▶ [Problem details]
Nothing below is to be printed except the lines between the line holding "use tracing_subscriber::fmt::writer::BoxMakeWriter;" and the line holding "impl io::Write for", inclusive, each exactly as it appears.

▶ [Data supplied]
▬▬▬▬▬▬▬▬▬▬

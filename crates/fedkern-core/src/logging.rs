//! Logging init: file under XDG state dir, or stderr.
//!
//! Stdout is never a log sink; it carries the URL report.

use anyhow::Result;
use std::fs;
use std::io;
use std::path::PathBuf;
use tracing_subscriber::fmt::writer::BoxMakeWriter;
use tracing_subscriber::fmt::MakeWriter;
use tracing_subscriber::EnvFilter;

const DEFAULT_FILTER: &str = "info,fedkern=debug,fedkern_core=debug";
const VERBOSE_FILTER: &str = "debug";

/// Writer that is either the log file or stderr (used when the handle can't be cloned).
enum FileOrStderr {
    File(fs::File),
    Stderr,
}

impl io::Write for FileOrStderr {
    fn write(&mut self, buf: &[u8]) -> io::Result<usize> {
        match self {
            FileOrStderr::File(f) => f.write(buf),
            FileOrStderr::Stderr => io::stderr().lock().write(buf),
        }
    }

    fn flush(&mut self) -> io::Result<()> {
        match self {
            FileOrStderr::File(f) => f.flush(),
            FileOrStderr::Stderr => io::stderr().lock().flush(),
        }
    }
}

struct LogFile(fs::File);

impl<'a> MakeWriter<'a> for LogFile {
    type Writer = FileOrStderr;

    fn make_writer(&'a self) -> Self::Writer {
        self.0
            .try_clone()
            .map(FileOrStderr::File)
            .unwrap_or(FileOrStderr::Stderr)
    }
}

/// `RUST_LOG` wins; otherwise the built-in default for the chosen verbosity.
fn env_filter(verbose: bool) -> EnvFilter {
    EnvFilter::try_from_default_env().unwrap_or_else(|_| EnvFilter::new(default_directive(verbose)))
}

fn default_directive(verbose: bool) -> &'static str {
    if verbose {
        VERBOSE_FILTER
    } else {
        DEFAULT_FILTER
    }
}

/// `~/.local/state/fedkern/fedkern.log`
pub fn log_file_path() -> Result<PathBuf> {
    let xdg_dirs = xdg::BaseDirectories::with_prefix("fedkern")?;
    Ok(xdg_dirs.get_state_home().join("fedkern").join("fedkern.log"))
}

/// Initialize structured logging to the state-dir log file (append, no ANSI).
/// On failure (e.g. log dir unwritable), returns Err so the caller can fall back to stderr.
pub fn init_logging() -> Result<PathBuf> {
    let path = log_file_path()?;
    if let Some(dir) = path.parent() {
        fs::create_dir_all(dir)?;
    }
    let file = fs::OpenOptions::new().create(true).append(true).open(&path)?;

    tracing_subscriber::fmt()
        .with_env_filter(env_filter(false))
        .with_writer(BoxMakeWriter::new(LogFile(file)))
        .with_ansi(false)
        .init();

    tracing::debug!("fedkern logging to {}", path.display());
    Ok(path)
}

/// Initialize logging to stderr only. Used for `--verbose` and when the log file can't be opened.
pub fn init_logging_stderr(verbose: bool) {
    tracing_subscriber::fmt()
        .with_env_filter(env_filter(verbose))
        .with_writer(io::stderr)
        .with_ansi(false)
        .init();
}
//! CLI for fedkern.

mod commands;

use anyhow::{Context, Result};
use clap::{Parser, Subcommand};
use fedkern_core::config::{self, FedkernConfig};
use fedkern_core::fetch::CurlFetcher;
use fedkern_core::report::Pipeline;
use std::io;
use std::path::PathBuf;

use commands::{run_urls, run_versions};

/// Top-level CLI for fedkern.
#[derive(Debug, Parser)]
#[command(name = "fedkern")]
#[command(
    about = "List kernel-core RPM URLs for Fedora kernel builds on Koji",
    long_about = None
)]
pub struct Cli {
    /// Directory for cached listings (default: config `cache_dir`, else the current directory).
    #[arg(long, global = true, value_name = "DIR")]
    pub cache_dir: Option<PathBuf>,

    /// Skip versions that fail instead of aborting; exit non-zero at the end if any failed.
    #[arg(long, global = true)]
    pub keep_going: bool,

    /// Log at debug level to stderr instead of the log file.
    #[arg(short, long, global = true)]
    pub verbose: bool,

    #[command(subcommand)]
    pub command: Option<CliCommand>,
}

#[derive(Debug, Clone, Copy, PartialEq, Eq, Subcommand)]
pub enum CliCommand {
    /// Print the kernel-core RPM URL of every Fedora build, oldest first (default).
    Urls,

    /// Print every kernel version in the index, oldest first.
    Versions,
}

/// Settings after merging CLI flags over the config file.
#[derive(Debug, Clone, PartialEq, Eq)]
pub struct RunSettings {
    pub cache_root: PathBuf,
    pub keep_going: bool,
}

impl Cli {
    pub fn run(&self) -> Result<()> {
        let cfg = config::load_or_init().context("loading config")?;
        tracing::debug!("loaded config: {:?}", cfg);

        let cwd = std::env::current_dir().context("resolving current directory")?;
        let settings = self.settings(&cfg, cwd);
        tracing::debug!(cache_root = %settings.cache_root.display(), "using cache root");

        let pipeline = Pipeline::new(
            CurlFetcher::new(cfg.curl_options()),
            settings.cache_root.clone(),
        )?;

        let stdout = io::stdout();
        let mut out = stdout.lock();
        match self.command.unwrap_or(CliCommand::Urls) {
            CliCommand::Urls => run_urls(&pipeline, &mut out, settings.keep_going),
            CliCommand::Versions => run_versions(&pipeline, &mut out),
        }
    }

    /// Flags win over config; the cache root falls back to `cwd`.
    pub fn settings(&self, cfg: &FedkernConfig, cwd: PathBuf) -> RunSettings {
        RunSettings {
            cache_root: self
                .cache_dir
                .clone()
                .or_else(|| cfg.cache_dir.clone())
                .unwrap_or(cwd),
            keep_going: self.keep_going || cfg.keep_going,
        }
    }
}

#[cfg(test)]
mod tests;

▬▬▬▬▬▬▬▬▬▬

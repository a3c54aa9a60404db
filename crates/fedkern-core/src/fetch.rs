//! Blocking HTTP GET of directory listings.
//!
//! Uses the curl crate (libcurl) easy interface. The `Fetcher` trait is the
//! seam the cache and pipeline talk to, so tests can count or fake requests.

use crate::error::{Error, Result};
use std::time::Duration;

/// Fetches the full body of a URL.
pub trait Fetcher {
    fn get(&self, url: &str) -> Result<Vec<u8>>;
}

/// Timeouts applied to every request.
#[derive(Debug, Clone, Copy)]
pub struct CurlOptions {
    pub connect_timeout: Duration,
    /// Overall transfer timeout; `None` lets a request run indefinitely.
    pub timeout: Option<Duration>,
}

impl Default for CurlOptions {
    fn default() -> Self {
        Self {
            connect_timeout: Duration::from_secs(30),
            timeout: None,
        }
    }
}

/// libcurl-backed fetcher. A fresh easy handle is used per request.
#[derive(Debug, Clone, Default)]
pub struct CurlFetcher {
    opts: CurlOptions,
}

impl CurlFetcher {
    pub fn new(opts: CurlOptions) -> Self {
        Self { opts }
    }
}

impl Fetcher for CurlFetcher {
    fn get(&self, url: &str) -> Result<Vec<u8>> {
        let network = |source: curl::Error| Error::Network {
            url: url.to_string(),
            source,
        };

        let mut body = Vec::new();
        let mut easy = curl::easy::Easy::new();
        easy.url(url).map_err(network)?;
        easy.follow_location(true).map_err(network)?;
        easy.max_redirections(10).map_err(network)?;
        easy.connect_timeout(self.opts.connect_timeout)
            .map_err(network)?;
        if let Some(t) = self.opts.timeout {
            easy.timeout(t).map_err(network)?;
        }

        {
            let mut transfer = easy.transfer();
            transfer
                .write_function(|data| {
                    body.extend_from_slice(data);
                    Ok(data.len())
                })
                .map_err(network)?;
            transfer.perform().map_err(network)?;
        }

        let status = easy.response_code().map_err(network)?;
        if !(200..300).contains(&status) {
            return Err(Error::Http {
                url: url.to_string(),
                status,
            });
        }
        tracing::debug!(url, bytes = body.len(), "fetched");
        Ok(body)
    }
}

▬▬▬▬▬▬▬▬▬▬

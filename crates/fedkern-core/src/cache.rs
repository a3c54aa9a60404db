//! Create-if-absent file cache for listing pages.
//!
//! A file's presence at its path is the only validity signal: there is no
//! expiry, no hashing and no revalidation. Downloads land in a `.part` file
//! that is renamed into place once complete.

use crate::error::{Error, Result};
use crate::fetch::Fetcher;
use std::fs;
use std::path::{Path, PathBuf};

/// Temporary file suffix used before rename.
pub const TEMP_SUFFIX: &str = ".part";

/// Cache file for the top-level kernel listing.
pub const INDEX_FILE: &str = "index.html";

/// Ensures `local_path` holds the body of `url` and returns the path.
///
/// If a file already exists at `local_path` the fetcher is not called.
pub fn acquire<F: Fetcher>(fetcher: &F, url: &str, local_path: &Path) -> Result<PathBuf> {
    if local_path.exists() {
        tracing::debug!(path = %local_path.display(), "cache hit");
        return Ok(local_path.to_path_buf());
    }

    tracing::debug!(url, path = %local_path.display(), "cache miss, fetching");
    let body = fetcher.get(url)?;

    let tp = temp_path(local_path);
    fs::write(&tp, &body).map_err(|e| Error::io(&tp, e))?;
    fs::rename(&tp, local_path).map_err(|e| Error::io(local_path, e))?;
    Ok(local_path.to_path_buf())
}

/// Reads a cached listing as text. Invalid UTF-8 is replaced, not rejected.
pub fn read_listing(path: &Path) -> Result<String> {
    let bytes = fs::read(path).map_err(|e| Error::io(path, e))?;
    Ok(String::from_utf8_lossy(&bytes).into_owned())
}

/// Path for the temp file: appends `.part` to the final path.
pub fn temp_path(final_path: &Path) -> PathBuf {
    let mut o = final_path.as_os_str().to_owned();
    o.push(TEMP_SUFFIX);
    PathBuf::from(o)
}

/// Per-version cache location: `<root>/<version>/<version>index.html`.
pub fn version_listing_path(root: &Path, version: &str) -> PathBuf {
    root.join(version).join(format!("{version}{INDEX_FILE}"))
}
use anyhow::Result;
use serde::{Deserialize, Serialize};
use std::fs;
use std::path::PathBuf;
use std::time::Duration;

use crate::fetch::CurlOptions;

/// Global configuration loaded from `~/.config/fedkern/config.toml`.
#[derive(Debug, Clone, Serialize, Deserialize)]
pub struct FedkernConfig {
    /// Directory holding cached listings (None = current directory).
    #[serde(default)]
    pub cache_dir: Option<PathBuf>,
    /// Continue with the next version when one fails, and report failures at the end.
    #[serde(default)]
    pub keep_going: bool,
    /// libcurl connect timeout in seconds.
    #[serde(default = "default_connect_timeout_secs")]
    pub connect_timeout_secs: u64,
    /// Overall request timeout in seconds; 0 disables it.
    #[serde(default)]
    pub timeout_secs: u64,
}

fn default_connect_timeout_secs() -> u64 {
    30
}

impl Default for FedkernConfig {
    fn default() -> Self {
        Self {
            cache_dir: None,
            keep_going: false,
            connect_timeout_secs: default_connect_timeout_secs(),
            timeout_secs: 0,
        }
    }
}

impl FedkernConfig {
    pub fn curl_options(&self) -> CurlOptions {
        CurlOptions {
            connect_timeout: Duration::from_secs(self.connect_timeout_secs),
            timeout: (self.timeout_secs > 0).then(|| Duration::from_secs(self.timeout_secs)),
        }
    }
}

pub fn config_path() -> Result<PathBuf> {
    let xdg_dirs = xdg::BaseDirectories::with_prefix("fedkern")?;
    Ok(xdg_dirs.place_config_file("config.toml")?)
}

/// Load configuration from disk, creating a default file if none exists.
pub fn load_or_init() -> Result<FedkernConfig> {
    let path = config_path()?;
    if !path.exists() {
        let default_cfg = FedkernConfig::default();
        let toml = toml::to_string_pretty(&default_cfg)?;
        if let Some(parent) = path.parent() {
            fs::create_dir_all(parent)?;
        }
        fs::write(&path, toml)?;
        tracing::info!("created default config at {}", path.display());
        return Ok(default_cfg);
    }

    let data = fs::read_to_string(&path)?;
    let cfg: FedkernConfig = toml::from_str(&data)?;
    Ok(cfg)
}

▬▬▬▬▬▬▬▬▬▬

▶ [Written reply]
use tracing_subscriber::fmt::writer::BoxMakeWriter;
use tracing_subscriber::fmt::MakeWriter;
use tracing_subscriber::EnvFilter;

const DEFAULT_FILTER: &str = "info,fedkern=debug,fedkern_core=debug";
const VERBOSE_FILTER: &str = "debug";

/// Writer that is either the log file or stderr (used when the handle can't be cloned).
enum FileOrStderr {
    File(fs::File),
    Stderr,
}

impl io::Write for FileOrStderr {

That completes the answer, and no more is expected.